Natural Pangenotypic Hepatitis C Virus Preventives- a Hope With Terfenadine

Hepatitis C viral infections are a leading cause of long-term liver disease and hepatocellular cancer in drug addicts and other at-risk people, including those who require frequent blood transfusions. Current drug treatments are expensive and have numerous side effects; hence, more affordable treatment plans are required. Furthermore, there are not any preventives in the market. HCV comes in 8 genotypes, and the prevalence of genotypes varies worldwide. Hence, affordable, pangenotypic preventives are needed. In this study, we selected 83 natural compounds that have been shown to have anti-HCV properties. In silico screening was done via docking assays to check whether any of these compounds could potentially bind to the receptor interaction site of surface protein-E2 of genotypes 1a, 1b, 2a, 3a, and 3b.
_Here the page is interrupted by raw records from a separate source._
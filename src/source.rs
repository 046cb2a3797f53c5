use calamine::{open_workbook_auto, Data, DataType, Reader};
use chrono::{NaiveDate, NaiveDateTime};
use encoding_rs::{UTF_8, WINDOWS_1252};
use tracing::{debug, warn};

use std::{borrow::Cow, fmt::Display, fs, path::Path};

use crate::{
    config::{Columns, Config},
    Error, Result,
};

const DATE_FORMATS: [&str; 2] = ["%Y-%m-%d", "%d/%m/%Y"];
const DATETIME_FORMATS: [&str; 3] = ["%Y-%m-%d %H:%M:%S", "%Y-%m-%dT%H:%M:%S", "%d/%m/%Y %H:%M:%S"];
const WORKBOOK_EXTENSIONS: [&str; 4] = ["xlsx", "xlsm", "xls", "ods"];

/// A raw value from the export, before any numeric interpretation.
#[derive(Clone, Debug, PartialEq)]
pub enum Cell {
    Empty,
    Number(f64),
    Text(String),
    Date(NaiveDate),
}

impl Cell {
    fn from_field(field: &str) -> Self {
        let field = field.trim();
        if field.is_empty() {
            Self::Empty
        } else {
            Self::Text(field.to_string())
        }
    }

    fn from_data(data: &Data) -> Self {
        match data {
            Data::Empty => Self::Empty,
            Data::Int(n) => Self::Number(*n as f64),
            Data::Float(n) => Self::Number(*n),
            Data::String(s) => Self::from_field(s),
            Data::Bool(b) => Self::Text(b.to_string()),
            Data::DateTime(_) | Data::DateTimeIso(_) => data.as_date().map_or(Self::Empty, Self::Date),
            Data::DurationIso(s) => Self::Text(s.clone()),
            Data::Error(e) => Self::Text(e.to_string()),
        }
    }

    #[must_use]
    pub fn is_empty(&self) -> bool {
        matches!(self, Self::Empty)
    }

    /// Returns the cell as display text, or `None` if it is empty.
    ///
    /// Whole numbers lose their fractional part, so a code stored as `1924.0`
    /// reads as `1924`.
    #[must_use]
    pub fn text(&self) -> Option<String> {
        match self {
            Self::Empty => None,
            Self::Number(n) if n.fract() == 0.0 && n.is_finite() => Some(format!("{n:.0}")),
            Self::Number(n) => Some(n.to_string()),
            Self::Text(s) => Some(s.clone()),
            Self::Date(d) => Some(d.to_string()),
        }
    }

    fn date(&self) -> Option<NaiveDate> {
        match self {
            Self::Date(d) => Some(*d),
            Self::Text(s) => parse_date(s),
            Self::Empty | Self::Number(_) => None,
        }
    }
}

fn parse_date(s: &str) -> Option<NaiveDate> {
    DATE_FORMATS
        .iter()
        .find_map(|fmt| NaiveDate::parse_from_str(s, fmt).ok())
        .or_else(|| {
            DATETIME_FORMATS
                .iter()
                .find_map(|fmt| NaiveDateTime::parse_from_str(s, fmt).ok())
                .map(|dt| dt.date())
        })
}

/// A product code, in its string form.
#[derive(Clone, Debug, PartialEq, Eq, Hash, PartialOrd, Ord)]
pub struct ProductCode(String);

impl ProductCode {
    #[must_use]
    pub fn as_str(&self) -> &str {
        &self.0
    }

    fn from_cell(cell: &Cell) -> Option<Self> {
        cell.text().map(|code| Self::from(code.as_str()))
    }
}

impl From<&str> for ProductCode {
    fn from(code: &str) -> Self {
        Self(code.trim().to_string())
    }
}

impl Display for ProductCode {
    fn fmt(&self, f: &mut std::fmt::Formatter<'_>) -> std::fmt::Result {
        f.pad(&self.0)
    }
}

/// One line of the sales export.
#[derive(Clone, Debug, PartialEq)]
pub struct Transaction {
    pub code: ProductCode,
    pub description: String,
    pub date: NaiveDate,
    pub quantity_real: Cell,
    pub quantity: Cell,
    pub net_revenue: Cell,
    pub profit_loss: Cell,
    pub customer: Option<String>,
    pub salesperson: Option<String>,
}

/// Positions of the configured columns in the header.
struct Layout {
    code: usize,
    description: usize,
    date: usize,
    quantity_real: usize,
    net_revenue: usize,
    profit_loss: usize,
    quantity: Option<usize>,
    customer: Option<usize>,
    salesperson: Option<usize>,
}

impl Layout {
    fn new(header: &[String], columns: &Columns) -> Result<Self> {
        let find = |name: &str| header.iter().position(|h| h == name);
        let missing: Vec<String> = columns
            .base()
            .into_iter()
            .filter(|name| find(*name).is_none())
            .map(ToString::to_string)
            .collect();
        if !missing.is_empty() {
            return Err(Error::MissingColumns(missing));
        }
        let base = |name: &str| find(name).ok_or_else(|| Error::MissingColumns(vec![name.into()]));
        Ok(Self {
            code: base(&columns.code)?,
            description: base(&columns.description)?,
            date: base(&columns.date)?,
            quantity_real: base(&columns.quantity_real)?,
            net_revenue: base(&columns.net_revenue)?,
            profit_loss: base(&columns.profit_loss)?,
            quantity: find(&columns.quantity),
            customer: find(&columns.customer),
            salesperson: find(&columns.salesperson),
        })
    }

    fn transaction(&self, row: &[Cell], line: usize) -> Option<Transaction> {
        let cell = |i: usize| row.get(i).cloned().unwrap_or(Cell::Empty);
        let optional = |i: Option<usize>| i.map_or(Cell::Empty, cell);
        let Some(code) = ProductCode::from_cell(&cell(self.code)) else {
            warn!(line, "skipping row with no product code");
            return None;
        };
        let Some(date) = cell(self.date).date() else {
            warn!(line, %code, value = ?cell(self.date), "skipping row with unreadable date");
            return None;
        };
        Some(Transaction {
            code,
            description: cell(self.description).text().unwrap_or_default(),
            date,
            quantity_real: cell(self.quantity_real),
            quantity: optional(self.quantity),
            net_revenue: cell(self.net_revenue),
            profit_loss: cell(self.profit_loss),
            customer: optional(self.customer).text(),
            salesperson: optional(self.salesperson).text(),
        })
    }
}

/// Holds the transactions loaded from one export.
///
/// To load a CSV file or a workbook, use [`Table::from_path`]. To build a table
/// from cells already in memory, use [`Table::from_grid`].
#[derive(Debug, Default)]
pub struct Table {
    header: Vec<String>,
    rows: Vec<Transaction>,
    skipped: usize,
}

impl Table {
    /// Reads the export at `path`, choosing the reader from its extension:
    /// `xlsx`, `xlsm`, `xls` and `ods` files are read as workbooks, anything
    /// else as CSV.
    ///
    /// # Errors
    ///
    /// Returns errors if the file cannot be read, the header row is beyond the
    /// end of the data, or any required column is missing.
    pub fn from_path(path: impl AsRef<Path>, config: &Config) -> Result<Self> {
        let path = path.as_ref();
        let is_workbook = path
            .extension()
            .and_then(|ext| ext.to_str())
            .is_some_and(|ext| WORKBOOK_EXTENSIONS.contains(&ext.to_ascii_lowercase().as_str()));
        if is_workbook {
            Self::read_workbook(path, config)
        } else {
            Self::read_csv(path, config)
        }
    }

    /// Reads a CSV export. The header is the record at `config.header_row`
    /// (zero-based); the records before it are ignored.
    ///
    /// The file is read as UTF-8, or as Windows-1252 (which covers Latin-1)
    /// if it is not valid UTF-8.
    ///
    /// # Errors
    ///
    /// Returns any errors from reading or parsing the CSV file, and the errors
    /// of [`Table::from_grid`].
    pub fn read_csv(path: impl AsRef<Path>, config: &Config) -> Result<Self> {
        let bytes = fs::read(path.as_ref())?;
        let text = decode(&bytes);
        let mut rdr = csv::ReaderBuilder::new()
            .has_headers(false)
            .flexible(true)
            .from_reader(text.as_bytes());
        let mut records = rdr.records();
        let header = records
            .by_ref()
            .nth(config.header_row)
            .ok_or(Error::NoHeader(config.header_row))??;
        let header = header.iter().map(|h| h.trim().to_string()).collect();
        let rows = records
            .map(|record| record.map(|r| r.iter().map(Cell::from_field).collect()))
            .collect::<Result<Vec<Vec<Cell>>, csv::Error>>()?;
        debug!(path = %path.as_ref().display(), rows = rows.len(), "read CSV export");
        Self::from_grid(header, rows, &config.columns, config.header_row)
    }

    /// Reads a workbook export from `config.sheet`, or from the first sheet if
    /// none is configured. The header row is counted from the top of the sheet.
    ///
    /// # Errors
    ///
    /// Returns any errors from opening the workbook or its sheet, and the
    /// errors of [`Table::from_grid`].
    pub fn read_workbook(path: impl AsRef<Path>, config: &Config) -> Result<Self> {
        let mut workbook = open_workbook_auto(path.as_ref())?;
        let sheet = match &config.sheet {
            Some(sheet) => sheet.clone(),
            None => workbook
                .sheet_names()
                .first()
                .cloned()
                .ok_or(calamine::Error::Msg("workbook has no sheets"))?,
        };
        let range = workbook.worksheet_range(&sheet)?;
        let top = range.start().map_or(0, |(row, _)| row as usize);
        let Some(skip) = config.header_row.checked_sub(top) else {
            return Err(Error::NoHeader(config.header_row));
        };
        let mut grid = range.rows();
        let header = grid
            .nth(skip)
            .ok_or(Error::NoHeader(config.header_row))?
            .iter()
            .map(|h| h.to_string().trim().to_string())
            .collect();
        let rows: Vec<Vec<Cell>> = grid.map(|r| r.iter().map(Cell::from_data).collect()).collect();
        debug!(path = %path.as_ref().display(), sheet = %sheet, rows = rows.len(), "read workbook export");
        Self::from_grid(header, rows, &config.columns, config.header_row)
    }

    /// Builds a table from a header and the data rows that follow it.
    ///
    /// `header_row` is only used to report line numbers. Fully empty rows are
    /// ignored; rows without a product code or a readable date are skipped
    /// with a warning and counted in [`Table::skipped`].
    ///
    /// # Errors
    ///
    /// Returns [`Error::MissingColumns`], naming every one, if any of the
    /// columns every report needs is absent from `header`.
    pub fn from_grid(
        header: Vec<String>,
        rows: impl IntoIterator<Item = Vec<Cell>>,
        columns: &Columns,
        header_row: usize,
    ) -> Result<Self> {
        let layout = Layout::new(&header, columns)?;
        let mut table = Table {
            header,
            ..Default::default()
        };
        for (i, row) in rows.into_iter().enumerate() {
            if row.iter().all(Cell::is_empty) {
                continue;
            }
            // 1-based line in the source, counting the header
            let line = header_row + i + 2;
            match layout.transaction(&row, line) {
                Some(transaction) => table.rows.push(transaction),
                None => table.skipped += 1,
            }
        }
        Ok(table)
    }

    #[must_use]
    pub fn rows(&self) -> &[Transaction] {
        &self.rows
    }

    /// Number of non-empty rows that could not be loaded.
    #[must_use]
    pub fn skipped(&self) -> usize {
        self.skipped
    }

    #[must_use]
    pub fn has_column(&self, name: &str) -> bool {
        self.header.iter().any(|h| h == name)
    }

    /// Checks that every column in `names` is present.
    ///
    /// # Errors
    ///
    /// Returns [`Error::MissingColumns`] listing each absent name.
    pub fn require(&self, names: &[&str]) -> Result<()> {
        let missing: Vec<String> = names
            .iter()
            .filter(|name| !self.has_column(name))
            .map(ToString::to_string)
            .collect();
        if missing.is_empty() {
            Ok(())
        } else {
            Err(Error::MissingColumns(missing))
        }
    }
}

fn decode(bytes: &[u8]) -> Cow<'_, str> {
    let (text, malformed) = UTF_8.decode_with_bom_removal(bytes);
    if !malformed {
        return text;
    }
    debug!("export is not UTF-8, reading it as Windows-1252");
    WINDOWS_1252.decode_without_bom_handling(bytes).0
}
From the binding energies, five compounds were selected that exhibited pangenotypic effects. MD simulation was conducted on these compounds to assess their interaction properties. ADME properties and further drug likeliness revealed one of the compounds, Terfenadine, to be similar to an anti-allergy drug, Fexofenadine. To assess in vitro validation, a binding assay was set up using E2-GFP expressed in HEK293T cells with the primary receptor CD81. It was observed that Terfenadine (used as the derivative Fexofenadine) could inhibit an interaction between CD81 and E2. We conclude that there is potential for Terfenadine/fexofenadine to be effective as a preventive against the HCV genotypes 1a, 1b, 2a, 3a, and 3b. Further clinical validation is required to confirm these findings.